Das käme bei Ihnen eher etwas seltsam rüber, oder? Aber so in etwa stellt sich Facebook die Zukunft der Werbung auf dem Geselligkeitsnetzwerk vor. Wie die US-Zeitschrift „Fast Company” berichtet, entwickelt Facebook eine Reihe neuer Premium-Werbeformen. Diese sind „social per default”, das heißt, sie nehmen standardmäßig darauf Bezug, wenn Freunde des Betrachters diese Marke oder das Produkt schon mal mit einem Klick auf „gefällt mir” gewürdigt haben. Zum anderen beziehen die neuen Werbeformate ihren Inhalt aus Postings der Facebook-Unternehmensseite des Werbekunden und nicht aus Bannern oder anderen herkömmlichen Werbemitteln. „Fast Company” folgert daraus zweierlei, wie Facebook sich wirksamere Werbung vorstellt: Zum einen sollte Werbung mehr auf Inhalte abheben als auf Slogans und Emotionen. Und, was noch wichtiger ist, Werbebotschaften, die von den Facebook-Kontakten gewissermaßen mit unterschrieben werden, dürften höhere Chancen haben, beim Adressaten auch tatsächlich anzukommen: „Wenn die Freunde Ihre Botschaft den Leuten zutragen, werden Sie Gehör finden”, so das Werbeversprechen an die Facebook-Kundschaft. Zwischen 40 und 80 Prozent mehr Wirkung als die herkömmlichen Facebook-Anzeigen sollen die neuen sozialeren Werbeformate bringen. Erste Tests hätten 40 Prozent mehr „Engagement” ergeben (also Klicks auf „gefällt mir”, Kommentare etc.) und bis zu 80 Prozent höhere Erinnerungswerte. Auch erhöhten sich die Kaufabsicht und auch die Kaufwahrscheinlichkeit signifikant, wenn Facebook-Nutzer gesehen hatten, dass Freunde mit einer bestimmten Marke interagierten.
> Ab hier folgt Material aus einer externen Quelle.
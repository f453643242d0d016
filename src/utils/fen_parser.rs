//! FEN-to-GameState parser.

use crate::errors::{RulesError, RulesResult};
use crate::game_state::{chess_types::*, game_state::GameState};
use crate::utils::algebraic::algebraic_to_square;

fn invalid(reason: impl Into<String>) -> RulesError {
    RulesError::InvalidFen(reason.into())
}

/// Parses a six-field FEN. The two clock fields may be omitted and default
/// to `0 1`, as many position sources drop them.
pub fn parse_fen(fen: &str) -> RulesResult<GameState> {
    let fields: Vec<&str> = fen.split_whitespace().collect();
    if !(4..=6).contains(&fields.len()) {
        return Err(invalid(format!("expected 4 to 6 fields, got {}", fields.len())));
    }

    let mut game_state = GameState::new_empty();
    parse_board(fields[0], &mut game_state)?;
    game_state.side_to_move = match fields[1] {
        "w" => Color::Light,
        "b" => Color::Dark,
        other => return Err(invalid(format!("side to move '{other}'"))),
    };
    game_state.castling_rights = parse_castling_rights(fields[2])?;
    game_state.en_passant_square = match fields[3] {
        "-" => None,
        square => Some(algebraic_to_square(square).map_err(|_| invalid(format!("en passant '{square}'")))?),
    };
    game_state.halfmove_clock = parse_counter(fields.get(4).copied().unwrap_or("0"), "halfmove clock")?;
    game_state.fullmove_number = parse_counter(fields.get(5).copied().unwrap_or("1"), "fullmove number")?.max(1);
    game_state.ply = (game_state.fullmove_number - 1)
        .checked_mul(2)
        .and_then(|ply| ply.checked_add(u16::from(game_state.side_to_move == Color::Dark)))
        .ok_or_else(|| invalid(format!("fullmove number {} out of range", game_state.fullmove_number)))?;

    game_state.recalc_occupancy();
    validate_kings(&game_state)?;
    validate_pawns(&game_state)?;

    Ok(game_state)
}

fn parse_board(board_part: &str, game_state: &mut GameState) -> RulesResult<()> {
    let ranks: Vec<&str> = board_part.split('/').collect();
    if ranks.len() != 8 {
        return Err(invalid("board layout must contain 8 ranks"));
    }

    for (fen_rank_idx, rank_str) in ranks.iter().enumerate() {
        let board_rank = 7 - fen_rank_idx;
        let mut file = 0usize;

        for ch in rank_str.chars() {
            if let Some(step) = ch.to_digit(10) {
                if !(1..=8).contains(&step) {
                    return Err(invalid(format!("empty-square count '{ch}'")));
                }
                file += step as usize;
                continue;
            }

            let piece = PieceKind::from_fen_char(ch).ok_or_else(|| invalid(format!("piece character '{ch}'")))?;
            let color = if ch.is_ascii_uppercase() { Color::Light } else { Color::Dark };
            if file >= 8 {
                return Err(invalid(format!("rank {} has too many files", board_rank + 1)));
            }
            game_state.pieces[color.index()][piece.index()] |= 1u64 << (board_rank * 8 + file);
            file += 1;
        }

        if file != 8 {
            return Err(invalid(format!("rank {} does not sum to 8 files", board_rank + 1)));
        }
    }

    Ok(())
}

fn parse_castling_rights(castling_part: &str) -> RulesResult<CastlingRights> {
    if castling_part == "-" {
        return Ok(0);
    }

    castling_part.chars().try_fold(0, |rights, ch| {
        let bit = match ch {
            'K' => CASTLE_LIGHT_KINGSIDE,
            'Q' => CASTLE_LIGHT_QUEENSIDE,
            'k' => CASTLE_DARK_KINGSIDE,
            'q' => CASTLE_DARK_QUEENSIDE,
            _ => return Err(invalid(format!("castling character '{ch}'"))),
        };
        Ok(rights | bit)
    })
}

fn parse_counter(field: &str, name: &str) -> RulesResult<u16> {
    field
        .parse::<u16>()
        .map_err(|_| invalid(format!("{name} '{field}'")))
}

fn validate_kings(game_state: &GameState) -> RulesResult<()> {
    for color in Color::BOTH {
        let kings = game_state.count(color, PieceKind::King);
        if kings != 1 {
            return Err(invalid(format!("{color} has {kings} kings")));
        }
    }
    Ok(())
}

const BACK_RANKS: u64 = 0xFF00_0000_0000_00FF;

fn validate_pawns(game_state: &GameState) -> RulesResult<()> {
    for color in Color::BOTH {
        if game_state.pieces[color.index()][PieceKind::Pawn.index()] & BACK_RANKS != 0 {
            return Err(invalid(format!("{color} has a pawn on the first or eighth rank")));
        }
    }
    Ok(())
}

#[cfg(test)]
mod tests {
    use super::parse_fen;
    use crate::game_state::chess_rules::STARTING_POSITION_FEN;
    use crate::game_state::chess_types::{Color, CASTLE_DARK_KINGSIDE, CASTLE_DARK_QUEENSIDE};

    #[test]
    fn parses_starting_position() {
        let game_state = parse_fen(STARTING_POSITION_FEN).expect("starting FEN should parse");
        assert_eq!(game_state.side_to_move, Color::Light);
        assert_eq!(game_state.fullmove_number, 1);
        assert_eq!(game_state.halfmove_clock, 0);
        assert_eq!(game_state.occupancy_all.count_ones(), 32);
    }

    #[test]
    fn parses_mid_game_fields() {
        let fen = "r1bqk2r/pppp1ppp/2n2n2/2b1p3/2B1P3/2N2N2/PPPP1PPP/R1BQ1RK1 b kq - 4 6";
        let game_state = parse_fen(fen).expect("FEN should parse");
        assert_eq!(game_state.side_to_move, Color::Dark);
        assert_eq!(game_state.castling_rights, CASTLE_DARK_KINGSIDE | CASTLE_DARK_QUEENSIDE);
        assert_eq!(game_state.halfmove_clock, 4);
        assert_eq!(game_state.ply, 11);
    }

    #[test]
    fn clock_fields_are_optional() {
        let game_state = parse_fen("4k3/8/8/8/8/8/8/4K3 w - -").expect("short FEN should parse");
        assert_eq!(game_state.fullmove_number, 1);
    }

    #[test]
    fn rejects_malformed_layouts() {
        assert!(parse_fen("8/8/8 w - - 0 1").is_err());
        assert!(parse_fen("4k3/8/8/8/8/8/8/4K2 w - - 0 1").is_err());
        assert!(parse_fen("4k3/8/8/8/8/8/8/4K3 x - - 0 1").is_err());
        assert!(parse_fen("8/8/8/8/8/8/8/4K3 w - - 0 1").is_err());
    }

    #[test]
    fn rejects_pawns_on_back_ranks() {
        assert!(parse_fen("P3k3/8/8/8/8/8/8/4K3 w - - 0 1").is_err());
        assert!(parse_fen("4k3/8/8/8/8/8/8/p3K3 b - - 0 1").is_err());
        assert!(parse_fen("4k3/P7/8/8/8/8/p7/4K3 w - - 0 1").is_ok());
    }

    #[test]
    fn rejects_fullmove_numbers_past_the_ply_range() {
        assert!(parse_fen("4k3/8/8/8/8/8/8/4K2R w - - 0 40000").is_err());
        let game_state = parse_fen("4k3/8/8/8/8/8/8/4K2R b - - 0 32768").expect("largest fullmove should parse");
        assert_eq!(game_state.ply, u16::MAX);
    }
}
Das werden die Werbekunden gerne hören, zumal unter Marketern ohnehin grad das Zauberwort „earned media” für Enthusiasmus sorgt. Was hat es damit auf sich? Grob gesagt lassen sich drei Kategorien von Werbeleistung unterscheiden: paid media, owned media und earned media. Paid media sind die klassischen Kanäle, die anderswo gekauften TV-Spots, Banner und Anzeigen, owned media sind eigene Websites, firmeneigene Schriften und auf eigenen Channels eingestellten Unternehmensvideos – und earned media ist alles, was vom Rezipienten freiwillig weiterverbreitet wird. Also beispielsweise, wenn jemand den VW-Passat-Werbespot mit dem kleinen Darth Vader bei Facebook mit seinen Freunden teilt oder auf seinem Blog einbindet.
Wobei der Charme von earned media aus Sicht der Werbetreibenden nicht zuletzt darauf beruht, dass diese Medialeistung nicht für teuer Geld eingekauft werden muss wie ein 30-Sekunden-Spot beim Super Bowl oder einer teuren Umschlagsinnenseite im „Stern” oder „Spiegel”. Von Usern gerne aufgegriffene Erfolgsbeispiele wie die Videos von Old-Spice oder die interaktiven Internet-Spots für Tipp-ex wecken die Vorstellung, das Unternehmen könne die Schaltkosten für seine Werbebotschaften enorm reduzieren, man müsse nur die Kundschaft dazu bekommen, sich aktiv mit der Werbebotschaft auseinanderzusetzen. Eine ähnliche Denke steckt auch hinter den neuen, sozial genannten, Werbeformen bei Facebook. Hier soll die Empfehlung oder das „gefällt mir” von Freunden den entscheidenden Mehrwert gegenüber der traditionellen Kundenansprache liefern.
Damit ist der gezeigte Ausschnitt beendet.